ヤクルト交流戦初VへM4 最短15日ハム戦で確定

西武対ヤクルト 6回途中1失点で4勝目を挙げた石川(撮影・浅見桂子)

<日本生命セ・パ交流戦:西武1-3ヤクルト>◇12日◇大宮

 ヤクルトが、石川雅規投手(38)の老練な投球でパ・リーグ首位の西武を一蹴。3連勝をマークして「日本生命セ・パ交流戦」の首位を守り、10勝一番乗り。交流戦スタート時にはセ・リーグ最下位だったが、パ・リーグを蹴散らして、セ・リーグでも2位に浮上した。早ければ金曜日の15日にも交流戦の勝率1位が確定、マジックナンバーを「4」とした。

 ベテラン石川が、闘志を球に込めた。西武の山賊打線を相手に6回0/3を被安打3で1失点に抑えた。「気持ちが入って、なんとか、絶対に勝つという気持ちが一層強くなった」と吐露した。

 バッテリーを組む中村が、アクシデントに襲われた。4回1死二塁、カスティーヨの初球直球が左側頭部を直撃した。頭を抱え込み、その場にうずくまると、担架に固定されてベンチ裏に引き揚げた。意識ははっきりしており、ロッカールームでは強行出場を志願した相棒の姿に「選手会長だし、責任感の強い男。なんとか勝ちたかった」と高ぶった。

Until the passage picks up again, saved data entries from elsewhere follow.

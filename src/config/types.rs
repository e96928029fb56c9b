use crate::metadata::providers::tmdb::{TMDB_BASE_URL, TMDB_IMAGE_BASE};
use crate::metadata::ScrapeSettings;
use nfoforge_common::VideoCategory;
use serde::{Deserialize, Serialize};
use std::path::PathBuf;

#[derive(Debug, Clone, Default, Deserialize, Serialize)]
pub struct Config {
    #[serde(default)]
    pub server: ServerConfig,

    #[serde(default)]
    pub provider: ProviderConfig,

    #[serde(default)]
    pub library: LibraryConfig,

    #[serde(default)]
    pub scrape: ScrapeConfig,

    #[serde(default)]
    pub tools: ToolsConfig,
}

impl Config {
    pub fn scrape_settings(&self) -> ScrapeSettings {
        ScrapeSettings {
            hdr_title_suffix: self.scrape.hdr_title_suffix,
            force_use_online_tv_meta: self.scrape.force_use_online_tv_meta,
            image_languages: self.provider.image_languages.clone(),
        }
    }
}

#[derive(Debug, Clone, Deserialize, Serialize)]
pub struct ServerConfig {
    #[serde(default = "default_host")]
    pub host: String,

    #[serde(default = "default_port")]
    pub port: u16,
}

fn default_host() -> String {
    "0.0.0.0".to_string()
}
fn default_port() -> u16 {
    54250
}

impl Default for ServerConfig {
    fn default() -> Self {
        Self {
            host: default_host(),
            port: default_port(),
        }
    }
}

/// Metadata provider (TMDB) settings.
#[derive(Debug, Clone, Deserialize, Serialize)]
pub struct ProviderConfig {
    #[serde(default)]
    pub api_key: String,

    /// Language tag sent with detail requests.
    #[serde(default = "default_language")]
    pub language: String,

    #[serde(default = "default_base_url")]
    pub base_url: String,

    #[serde(default = "default_image_base_url")]
    pub image_base_url: String,

    /// TMDB image size segment, e.g. `original` or `w500`.
    #[serde(default = "default_image_quality")]
    pub image_quality: String,

    /// Image languages tried in order before unlabelled images.
    #[serde(default = "default_image_languages")]
    pub image_languages: Vec<String>,

    /// HTTP(S) proxy URL for provider requests.
    #[serde(default)]
    pub proxy: Option<String>,

    #[serde(default = "default_timeout_secs")]
    pub timeout_secs: u64,
}

fn default_language() -> String {
    "zh-CN".to_string()
}
fn default_base_url() -> String {
    TMDB_BASE_URL.to_string()
}
fn default_image_base_url() -> String {
    TMDB_IMAGE_BASE.to_string()
}
fn default_image_quality() -> String {
    "original".to_string()
}
fn default_image_languages() -> Vec<String> {
    vec!["zh".to_string(), "en".to_string()]
}
fn default_timeout_secs() -> u64 {
    30
}

impl Default for ProviderConfig {
    fn default() -> Self {
        Self {
            api_key: String::new(),
            language: default_language(),
            base_url: default_base_url(),
            image_base_url: default_image_base_url(),
            image_quality: default_image_quality(),
            image_languages: default_image_languages(),
            proxy: None,
            timeout_secs: default_timeout_secs(),
        }
    }
}

/// Library roots per category and background behavior.
#[derive(Debug, Clone, Default, Deserialize, Serialize)]
pub struct LibraryConfig {
    #[serde(default)]
    pub movie: Vec<PathBuf>,

    #[serde(default)]
    pub tv: Vec<PathBuf>,

    #[serde(default)]
    pub movie_set: Vec<PathBuf>,

    /// Scan every category once at startup.
    #[serde(default)]
    pub scan_on_start: bool,

    /// Seconds between automatic TV episode updates; 0 disables them.
    #[serde(default)]
    pub auto_update_interval_secs: u64,
}

impl LibraryConfig {
    pub fn roots(&self, category: VideoCategory) -> &[PathBuf] {
        match category {
            VideoCategory::Movie => &self.movie,
            VideoCategory::MovieSet => &self.movie_set,
            VideoCategory::TvShow => &self.tv,
        }
    }
}

#[derive(Debug, Clone, Deserialize, Serialize)]
pub struct ScrapeConfig {
    #[serde(default = "default_true")]
    pub hdr_title_suffix: bool,

    #[serde(default)]
    pub force_use_online_tv_meta: bool,
}

fn default_true() -> bool {
    true
}

impl Default for ScrapeConfig {
    fn default() -> Self {
        Self {
            hdr_title_suffix: true,
            force_use_online_tv_meta: false,
        }
    }
}

#[derive(Debug, Clone, Default, Deserialize, Serialize)]
pub struct ToolsConfig {
    #[serde(default)]
    pub ffprobe_path: Option<PathBuf>,
}
//! Filesystem scanner.
//!
//! Walks the configured roots of one category, classifies what it finds into
//! [`VideoRecord`]s and checks the sidecars of each record. Scans run on a
//! blocking thread and poll a [`CancellationToken`] between entries.

pub mod discover;
pub mod episodes;
pub mod sidecar;

use crate::nfo::apply_nfo;
use crate::record::VideoRecord;
use nfoforge_common::paths::episode_nfo_path;
use nfoforge_common::{HdrClass, VideoCategory};
use nfoforge_probe::HdrProber;
use std::path::PathBuf;
use std::sync::atomic::{AtomicUsize, Ordering};
use tokio_util::sync::CancellationToken;
use tracing::{debug, info, warn};

pub use episodes::{parse_episode_number, sort_episodes};
pub use sidecar::{check_image, check_nfo, is_valid_image};

#[derive(Debug, thiserror::Error)]
pub enum ScanError {
    #[error("scan cancelled")]
    Cancelled,

    #[error("scan worker failed: {0}")]
    Join(#[from] tokio::task::JoinError),
}

/// Counters shared between a running scan and status readers.
#[derive(Debug, Default)]
pub struct ScanProgress {
    found: AtomicUsize,
    processed: AtomicUsize,
}

impl ScanProgress {
    pub fn reset(&self) {
        self.found.store(0, Ordering::Relaxed);
        self.processed.store(0, Ordering::Relaxed);
    }

    pub fn found(&self) -> usize {
        self.found.load(Ordering::Relaxed)
    }

    pub fn processed(&self) -> usize {
        self.processed.load(Ordering::Relaxed)
    }

    pub(crate) fn set_found(&self, n: usize) {
        self.found.store(n, Ordering::Relaxed);
    }

    pub(crate) fn advance(&self) {
        self.processed.fetch_add(1, Ordering::Relaxed);
    }
}

/// Scanner for discovering videos and checking their sidecars.
#[derive(Debug, Clone, Default)]
pub struct Scanner {
    prober: HdrProber,
}

impl Scanner {
    pub fn new(prober: HdrProber) -> Self {
        Self { prober }
    }

    pub fn prober(&self) -> &HdrProber {
        &self.prober
    }

    /// Discover and check every record of `category` under `roots`.
    ///
    /// Records come back in discovery order. A cancelled scan returns
    /// [`ScanError::Cancelled`] and whatever it had collected is dropped.
    pub fn scan(
        &self,
        category: VideoCategory,
        roots: &[PathBuf],
        force_hdr_probe: bool,
        progress: &ScanProgress,
        cancel: &CancellationToken,
    ) -> Result<Vec<VideoRecord>, ScanError> {
        progress.reset();
        let mut records = Vec::new();

        for root in roots {
            if cancel.is_cancelled() {
                return Err(ScanError::Cancelled);
            }
            if !root.is_dir() {
                warn!(category = %category, path = %root.display(), "Library root is not a directory, skipping");
                continue;
            }

            debug!(category = %category, path = %root.display(), "Scanning library root");
            match category {
                VideoCategory::Movie => discover::movies(root, cancel, &mut records)?,
                VideoCategory::MovieSet => discover::movie_sets(root, cancel, &mut records)?,
                VideoCategory::TvShow => discover::shows(root, cancel, &mut records)?,
            }
        }

        progress.set_found(records.len());

        for record in &mut records {
            if cancel.is_cancelled() {
                return Err(ScanError::Cancelled);
            }
            self.check_status(record, force_hdr_probe);
            progress.advance();
        }

        info!(category = %category, records = records.len(), "Scan complete");
        Ok(records)
    }

    /// Refresh the sidecar statuses of one record.
    ///
    /// A matching NFO is parsed into `record.detail` straight away. The HDR
    /// class is probed only when forced or when the NFO did not match.
    pub fn check_status(&self, record: &mut VideoRecord, force_hdr_probe: bool) {
        let (nfo_status, root) = check_nfo(&record.sidecars.nfo);
        record.nfo_status = nfo_status;
        if let Some(root) = root {
            apply_nfo(record, &root);
        }

        record.poster_status = check_image(&record.sidecars.poster);
        record.fanart_status = check_image(&record.sidecars.fanart);
        record.clearlogo_status = check_image(&record.sidecars.clearlogo);

        if record.is_tv() {
            record.detail.episode_nfo_count = record
                .detail
                .episode_paths
                .iter()
                .filter(|ep| check_nfo(&episode_nfo_path(ep)).0.is_matched())
                .count();
        }

        if force_hdr_probe || !record.nfo_status.is_matched() {
            self.probe_hdr(record);
        }
    }

    /// Probe the HDR class of a record that has not been probed yet.
    pub fn resolve_hdr(&self, record: &mut VideoRecord) {
        if record.hdr == HdrClass::Unknown {
            self.probe_hdr(record);
        }
    }

    fn probe_hdr(&self, record: &mut VideoRecord) {
        if let Some(source) = record.hdr_source() {
            record.hdr = self.prober.probe_or_sdr(source);
        }
    }
}

#[cfg(test)]
mod tests {
    use super::*;
    use nfoforge_common::SidecarStatus;

    fn scanner() -> Scanner {
        Scanner::new(HdrProber::new(Some(PathBuf::from(
            "/nonexistent/nfoforge-test/ffprobe",
        ))))
    }

    #[test]
    fn test_missing_root_is_skipped() {
        let progress = ScanProgress::default();
        let records = scanner()
            .scan(
                VideoCategory::Movie,
                &[PathBuf::from("/nonexistent/nfoforge-test/movies")],
                false,
                &progress,
                &CancellationToken::new(),
            )
            .unwrap();
        assert!(records.is_empty());
        assert_eq!(progress.processed(), 0);
    }

    #[test]
    fn test_probe_failure_degrades_to_sdr() {
        let dir = tempfile::tempdir().unwrap();
        std::fs::write(dir.path().join("Movie.X.mkv"), b"not a video").unwrap();

        let progress = ScanProgress::default();
        let records = scanner()
            .scan(
                VideoCategory::Movie,
                &[dir.path().to_path_buf()],
                false,
                &progress,
                &CancellationToken::new(),
            )
            .unwrap();

        assert_eq!(records.len(), 1);
        assert_eq!(records[0].nfo_status, SidecarStatus::Missing);
        assert_eq!(records[0].poster_status, SidecarStatus::Missing);
        assert_eq!(records[0].hdr, HdrClass::Sdr);
        assert_eq!(progress.found(), 1);
        assert_eq!(progress.processed(), 1);
    }

    #[test]
    fn test_matched_nfo_skips_hdr_probe() {
        let dir = tempfile::tempdir().unwrap();
        std::fs::write(dir.path().join("A.mkv"), b"x").unwrap();
        std::fs::write(dir.path().join("A.nfo"), "<movie><title>A</title></movie>").unwrap();

        let records = scanner()
            .scan(
                VideoCategory::Movie,
                &[dir.path().to_path_buf()],
                false,
                &ScanProgress::default(),
                &CancellationToken::new(),
            )
            .unwrap();

        assert_eq!(records[0].nfo_status, SidecarStatus::Matched);
        assert_eq!(records[0].detail.title, "A");
        assert_eq!(records[0].hdr, HdrClass::Unknown);
    }

    #[test]
    fn test_resolve_hdr_probes_once() {
        let dir = tempfile::tempdir().unwrap();
        let video = dir.path().join("A.mkv");
        std::fs::write(&video, b"x").unwrap();
        let mut record = VideoRecord::movie(
            VideoCategory::Movie,
            &video,
            nfoforge_common::FileLayout::Standalone,
        );

        scanner().resolve_hdr(&mut record);
        assert_eq!(record.hdr, HdrClass::Sdr);

        record.hdr = HdrClass::Hdr10;
        scanner().resolve_hdr(&mut record);
        assert_eq!(record.hdr, HdrClass::Hdr10);
    }
}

 手だれの投球術で、直球に強い山賊打線を翻弄(ほんろう)した。4回は、山賊打線のクリーンアップを3者凡退。5回には、7番森のインコースを直球で攻めてのけぞらせると、最後は123キロのスライダーで空振り三振。危険球で審判が警告試合を宣告する不穏な空気の中、内角も辞さない攻めの投球を見せた。最速でも130キロ台前半の直球は、見せ球。「攻められたことが良かった。(球種を)うまく使えた」と大半はキレのあるスライダー、シンカーなど多彩な変化球だった。丁寧にコースを突いて低めに集め、打ち気にはやる相手に的を絞らせなかった。「『日本昔ばなし』で出会ったことはありますけど…」と言う山賊を強気に仕留めた。

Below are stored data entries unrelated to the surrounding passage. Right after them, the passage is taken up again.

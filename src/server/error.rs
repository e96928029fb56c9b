//! JSON error responses for the control API.

use crate::library::LibraryError;
use crate::metadata::ScrapeError;
use axum::{
    http::StatusCode,
    response::{IntoResponse, Response},
    Json,
};
use serde_json::json;

/// A failed API request, rendered as `{"success": false, "msg": ...}`.
#[derive(Debug, thiserror::Error)]
pub enum ApiError {
    #[error("{0} is not given!")]
    MissingParam(&'static str),

    #[error("{name} is invalid: {value}")]
    InvalidParam { name: &'static str, value: String },

    #[error(transparent)]
    Library(#[from] LibraryError),
}

impl ApiError {
    pub fn invalid(name: &'static str, value: impl Into<String>) -> Self {
        Self::InvalidParam {
            name,
            value: value.into(),
        }
    }

    pub fn status_code(&self) -> StatusCode {
        match self {
            Self::MissingParam(_) | Self::InvalidParam { .. } => StatusCode::BAD_REQUEST,
            Self::Library(e) => match e {
                LibraryError::AlreadyRunning(_) => StatusCode::CONFLICT,
                LibraryError::StillRunning(_) => StatusCode::SERVICE_UNAVAILABLE,
                LibraryError::NotYetScanned(_) => StatusCode::CONFLICT,
                LibraryError::IdOutOfRange { .. } => StatusCode::NOT_FOUND,
                LibraryError::MissingSeasonId => StatusCode::BAD_REQUEST,
                LibraryError::Scan(_) => StatusCode::INTERNAL_SERVER_ERROR,
                LibraryError::Scrape(e) => scrape_status(e),
            },
        }
    }

    /// Failed pipeline stage, for scrape errors.
    fn stage(&self) -> Option<&'static str> {
        match self {
            Self::Library(LibraryError::Scrape(e)) => Some(e.stage()),
            _ => None,
        }
    }
}

fn scrape_status(e: &ScrapeError) -> StatusCode {
    match e {
        ScrapeError::MovieDetail(_)
        | ScrapeError::TvDetail(_)
        | ScrapeError::SeasonDetail(_)
        | ScrapeError::Credits(_)
        | ScrapeError::Images(_) => StatusCode::BAD_GATEWAY,
        ScrapeError::SeasonNotFound(_) => StatusCode::NOT_FOUND,
        ScrapeError::ShowEnded | ScrapeError::ProviderBehind { .. } => StatusCode::CONFLICT,
        ScrapeError::MissingProviderId => StatusCode::UNPROCESSABLE_ENTITY,
        ScrapeError::WriteNfo(_)
        | ScrapeError::WriteEpisodeNfo(_)
        | ScrapeError::DownloadImage(_) => StatusCode::INTERNAL_SERVER_ERROR,
    }
}

impl IntoResponse for ApiError {
    fn into_response(self) -> Response {
        let status = self.status_code();
        if status.is_server_error() {
            tracing::warn!(error = %self, "API request failed");
        } else {
            tracing::debug!(error = %self, "API request rejected");
        }

        let mut body = json!({
            "success": false,
            "msg": self.to_string(),
        });
        if let Some(stage) = self.stage() {
            body["stage"] = json!(stage);
        }
        if let Self::Library(e) = &self {
            body["retryable"] = json!(e.is_retryable());
        }

        (status, Json(body)).into_response()
    }
}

 交流戦での勝利数を23勝に伸ばし、歴代4位に立った。さらに今季4勝目で、既に昨年の勝利数と並んだ。160勝の節目にも「1勝1勝の積み重ね。頑張って勝つと、いろんな人が喜んでくれる」と謙遜した。チームも3連勝で、交流戦10勝一番乗り。9年ぶりの交流戦の勝ち越しが決定し、借金も残り1となった。「バックもいい守備で、後の投手陣もナイスピッチングだった。チーム一丸の勝利です」。上昇気流に乗って、燕が12球団のトップへかける。【保坂恭子】

 ▼石川が交流戦通算23勝目。交流戦の勝利数で、久保に並ぶ歴代4位タイとなった。また西武戦での勝利は07年6月5日以来11年ぶりで、連敗を6でストップ。

 ▼ヤクルトが交流戦10勝目を挙げ、09年(15勝9敗)以来9年ぶり4度目の交流戦勝ち越しを決めた。交流戦10勝一番乗りは06年以来。4月14日以来のセ・リーグ2位に浮上した。

 ◆交流戦1位の行方 ヤクルトが西武に勝ったため2位以下の自力1位がなくなり、1位へのマジックナンバーを4とした。早ければ15日にも球団初の最高勝率が決まる。2球団が勝率、勝利数で並んだ場合は(1)直接対決成績(2)交流戦18試合のTQB(得失点率差)の順で順位を決定。3球団以上が並んだケースは(2)で順位を決める。ヤクルトは2位4球団のうちソフトバンク、オリックス、ロッテに勝ち越し。TQBも現時点では12球団トップで、他球団に並ばれても有利な状況にある。